[TASK DETAILS]
Provide the data again exactly, including every line that follows.

Content starts

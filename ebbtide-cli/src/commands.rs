//! CLI command implementations

use std::path::PathBuf;
use std::sync::Arc;
use std::time::Duration;

use anyhow::{Context, Result, bail};
use clap::{Args, Subcommand, ValueEnum};
use ebbtide_clients::{DelugeClient, QbittorrentClient, TransmissionClient, UtorrentClient};
use ebbtide_core::config::EbbtideConfig;
use ebbtide_core::queue::QueueChecker;
use ebbtide_core::rules::{QueueRule, find_coverage_gaps, validate_rule_set};
use ebbtide_core::strikes::{MemoryStrikeLedger, ProgressCache};
use ebbtide_core::torrent::DownloadClient;
use ebbtide_core::{SweepFile, TorrentSnapshot};
use tracing::{info, warn};

/// Available CLI commands
#[derive(Subcommand)]
pub enum Commands {
    /// Validate a sweep file: rule conflicts and coverage gaps
    Validate {
        /// Path to the sweep configuration file
        #[arg(short, long)]
        rules: PathBuf,
    },
    /// Check a download client's queue and act on removal decisions
    Sweep {
        /// Path to the sweep configuration file
        #[arg(short, long)]
        rules: PathBuf,
        #[command(flatten)]
        client: ClientArgs,
        /// Repeat every N seconds instead of running a single cycle
        #[arg(long)]
        interval: Option<u64>,
        /// Log decisions without removing anything
        #[arg(long)]
        dry_run: bool,
    },
}

/// Download-client connection settings
#[derive(Args)]
pub struct ClientArgs {
    /// Download client backend
    #[arg(long, value_enum)]
    pub backend: Backend,
    /// Web UI base URL, or the RPC endpoint for Transmission
    #[arg(long)]
    pub url: String,
    /// Client username, if authentication is enabled
    #[arg(long, default_value = "")]
    pub username: String,
    /// Client password, if authentication is enabled
    #[arg(long, default_value = "")]
    pub password: String,
}

#[derive(Clone, Copy, ValueEnum)]
pub enum Backend {
    Qbittorrent,
    Transmission,
    Deluge,
    Utorrent,
}

/// Handle the CLI command
///
/// # Errors
/// Returns appropriate error based on the command that fails
pub async fn handle_command(command: Commands) -> Result<()> {
    match command {
        Commands::Validate { rules } => validate(rules),
        Commands::Sweep {
            rules,
            client,
            interval,
            dry_run,
        } => sweep(rules, client, interval, dry_run).await,
    }
}

/// Validate a sweep file and print conflicts and coverage gaps
fn validate(rules: PathBuf) -> Result<()> {
    let raw = std::fs::read_to_string(&rules)
        .with_context(|| format!("failed to read {}", rules.display()))?;
    let sweep: SweepFile = serde_json::from_str(&raw).context("failed to parse sweep file")?;

    report_gaps("stall", &sweep.rules.stall_rules);
    report_gaps("slow", &sweep.rules.slow_rules);

    let outcome = validate_rule_set(&sweep.rules);
    if !outcome.is_valid {
        for conflict in &outcome.conflicts {
            println!("conflict: {}", conflict.detail);
        }
        bail!(
            "{}",
            outcome
                .message
                .unwrap_or_else(|| "rule set has overlapping ranges".to_string())
        );
    }

    println!(
        "rule set is valid ({} stall, {} slow)",
        sweep.rules.stall_rules.len(),
        sweep.rules.slow_rules.len()
    );
    Ok(())
}

fn report_gaps<R: QueueRule>(pool: &str, rules: &[R]) {
    for gap in find_coverage_gaps(rules) {
        println!(
            "note: {pool} rules leave {:?} torrents uncovered from {}% to {}%",
            gap.scope, gap.from, gap.to
        );
    }
}

/// Run cleanup cycles against a download client
async fn sweep(
    rules: PathBuf,
    client_args: ClientArgs,
    interval: Option<u64>,
    dry_run: bool,
) -> Result<()> {
    let sweep = SweepFile::load(&rules)
        .with_context(|| format!("failed to load {}", rules.display()))?;
    let config = EbbtideConfig::from_env();
    let client = build_client(&client_args).await?;

    let checker = QueueChecker::new(
        Arc::new(MemoryStrikeLedger::with_ttl(config.strikes.ledger_ttl)),
        Arc::new(ProgressCache::with_ttl(config.strikes.baseline_ttl)),
        sweep.rules,
        sweep.ignore,
        config.queue,
    );

    loop {
        run_cycle(&checker, client.as_ref(), dry_run).await?;
        match interval {
            None => return Ok(()),
            Some(seconds) => tokio::time::sleep(Duration::from_secs(seconds)).await,
        }
    }
}

async fn run_cycle(
    checker: &QueueChecker<MemoryStrikeLedger>,
    client: &dyn DownloadClient,
    dry_run: bool,
) -> Result<()> {
    let snapshots: Vec<TorrentSnapshot> = client.list_torrents().await?;
    info!(torrents = snapshots.len(), "starting queue check cycle");

    for snapshot in &snapshots {
        let decision = checker.check_snapshot(snapshot).await?;
        if !decision.should_remove {
            continue;
        }

        info!(
            torrent = %snapshot.name,
            reason = ?decision.reason,
            delete_from_client = decision.delete_from_client,
            dry_run,
            "removal decision"
        );
        if dry_run {
            continue;
        }
        if let Err(error) = client
            .remove_torrent(&snapshot.hash, decision.delete_from_client)
            .await
        {
            warn!(torrent = %snapshot.name, %error, "removal failed, will retry next cycle");
        }
    }
    Ok(())
}

async fn build_client(args: &ClientArgs) -> Result<Box<dyn DownloadClient>> {
    match args.backend {
        Backend::Qbittorrent => {
            let client = QbittorrentClient::new(&args.url, &args.username, &args.password)?;
            client.login().await?;
            Ok(Box::new(client))
        }
        Backend::Transmission => {
            let username = (!args.username.is_empty()).then(|| args.username.clone());
            let password = (!args.password.is_empty()).then(|| args.password.clone());
            Ok(Box::new(TransmissionClient::new(
                &args.url, username, password,
            )?))
        }
        Backend::Deluge => {
            let client = DelugeClient::new(&args.url, &args.password)?;
            client.login().await?;
            Ok(Box::new(client))
        }
        Backend::Utorrent => {
            let client = UtorrentClient::new(&args.url, &args.username, &args.password)?;
            client.login().await?;
            Ok(Box::new(client))
        }
    }
}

Content ends

[ANSWER BOX]
filename ebbtide-cli/src/commands.rs
//! CLI command implementations

use std::path::PathBuf;
use std::sync::Arc;
use std::time::Duration;

use anyhow::{Context, Result, bail};
use clap::{Args, Subcommand, ValueEnum};
use ebbtide_clients::{DelugeClient, QbittorrentClient, TransmissionClient, UtorrentClient};
use ebbtide_core::config::EbbtideConfig;
use ebbtide_core::queue::QueueChecker;
use ebbtide_core::rules::{QueueRule, find_coverage_gaps, validate_rule_set};
use ebbtide_core::strikes::{MemoryStrikeLedger, ProgressCache};
use ebbtide_core::torrent::DownloadClient;
use ebbtide_core::{SweepFile, TorrentSnapshot};
use tracing::{info, warn};

/// Available CLI commands
#[derive(Subcommand)]
pub enum Commands {
    /// Validate a sweep file: rule conflicts and coverage gaps
    Validate {
        /// Path to the sweep configuration file
        #[arg(short, long)]
        rules: PathBuf,
    },
    /// Check a download client's queue and act on removal decisions
    Sweep {
        /// Path to the sweep configuration file
        #[arg(short, long)]
        rules: PathBuf,
        #[command(flatten)]
        client: ClientArgs,
        /// Repeat every N seconds instead of running a single cycle
        #[arg(long)]
        interval: Option<u64>,
        /// Log decisions without removing anything
        #[arg(long)]
        dry_run: bool,
    },
}

/// Download-client connection settings
#[derive(Args)]
pub struct ClientArgs {
    /// Download client backend
    #[arg(long, value_enum)]
    pub backend: Backend,
    /// Web UI base URL, or the RPC endpoint for Transmission
    #[arg(long)]
    pub url: String,
    /// Client username, if authentication is enabled
    #[arg(long, default_value = "")]
    pub username: String,
    /// Client password, if authentication is enabled
    #[arg(long, default_value = "")]
    pub password: String,
}

#[derive(Clone, Copy, ValueEnum)]
pub enum Backend {
    Qbittorrent,
    Transmission,
    Deluge,
    Utorrent,
}

/// Handle the CLI command
///
/// # Errors
/// Returns appropriate error based on the command that fails
pub async fn handle_command(command: Commands) -> Result<()> {
    match command {
        Commands::Validate { rules } => validate(rules),
        Commands::Sweep {
            rules,
            client,
            interval,
            dry_run,
        } => sweep(rules, client, interval, dry_run).await,
    }
}

/// Validate a sweep file and print conflicts and coverage gaps
fn validate(rules: PathBuf) -> Result<()> {
    let raw = std::fs::read_to_string(&rules)
        .with_context(|| format!("failed to read {}", rules.display()))?;
    let sweep: SweepFile = serde_json::from_str(&raw).context("failed to parse sweep file")?;

    report_gaps("stall", &sweep.rules.stall_rules);
    report_gaps("slow", &sweep.rules.slow_rules);

    let outcome = validate_rule_set(&sweep.rules);
    if !outcome.is_valid {
        for conflict in &outcome.conflicts {
            println!("conflict: {}", conflict.detail);
        }
        bail!(
            "{}",
            outcome
                .message
                .unwrap_or_else(|| "rule set has overlapping ranges".to_string())
        );
    }

    println!(
        "rule set is valid ({} stall, {} slow)",
        sweep.rules.stall_rules.len(),
        sweep.rules.slow_rules.len()
    );
    Ok(())
}

fn report_gaps<R: QueueRule>(pool: &str, rules: &[R]) {
    for gap in find_coverage_gaps(rules) {
        println!(
            "note: {pool} rules leave {:?} torrents uncovered from {}% to {}%",
            gap.scope, gap.from, gap.to
        );
    }
}

/// Run cleanup cycles against a download client
async fn sweep(
    rules: PathBuf,
    client_args: ClientArgs,
    interval: Option<u64>,
    dry_run: bool,
) -> Result<()> {
    let sweep = SweepFile::load(&rules)
        .with_context(|| format!("failed to load {}", rules.display()))?;
    let config = EbbtideConfig::from_env();
    let client = build_client(&client_args).await?;

    let checker = QueueChecker::new(
        Arc::new(MemoryStrikeLedger::with_ttl(config.strikes.ledger_ttl)),
        Arc::new(ProgressCache::with_ttl(config.strikes.baseline_ttl)),
        sweep.rules,
        sweep.ignore,
        config.queue,
    );

    loop {
        run_cycle(&checker, client.as_ref(), dry_run).await?;
        match interval {
            None => return Ok(()),
            Some(seconds) => tokio::time::sleep(Duration::from_secs(seconds)).await,
        }
    }
}

async fn run_cycle(
    checker: &QueueChecker<MemoryStrikeLedger>,
    client: &dyn DownloadClient,
    dry_run: bool,
) -> Result<()> {
    let snapshots: Vec<TorrentSnapshot> = client.list_torrents().await?;
    info!(torrents = snapshots.len(), "starting queue check cycle");

    for snapshot in &snapshots {
        let decision = checker.check_snapshot(snapshot).await?;
        if !decision.should_remove {
            continue;
        }

        info!(
            torrent = %snapshot.name,
            reason = ?decision.reason,
            delete_from_client = decision.delete_from_client,
            dry_run,
            "removal decision"
        );
        if dry_run {
            continue;
        }
        if let Err(error) = client
            .remove_torrent(&snapshot.hash, decision.delete_from_client)
            .await
        {
            warn!(torrent = %snapshot.name, %error, "removal failed, will retry next cycle");
        }
    }
    Ok(())
}

async fn build_client(args: &ClientArgs) -> Result<Box<dyn DownloadClient>> {
    match args.backend {
        Backend::Qbittorrent => {
            let client = QbittorrentClient::new(&args.url, &args.username, &args.password)?;
            client.login().await?;
            Ok(Box::new(client))
        }
        Backend::Transmission => {
            let username = (!args.username.is_empty()).then(|| args.username.clone());
            let password = (!args.password.is_empty()).then(|| args.password.clone());
            Ok(Box::new(TransmissionClient::new(
                &args.url, username, password,
            )?))
        }
        Backend::Deluge => {
            let client = DelugeClient::new(&args.url, &args.password)?;
            client.login().await?;
            Ok(Box::new(client))
        }
        Backend::Utorrent => {
            let client = UtorrentClient::new(&args.url, &args.username, &args.password)?;
            client.login().await?;
            Ok(Box::new(client))
        }
    }
}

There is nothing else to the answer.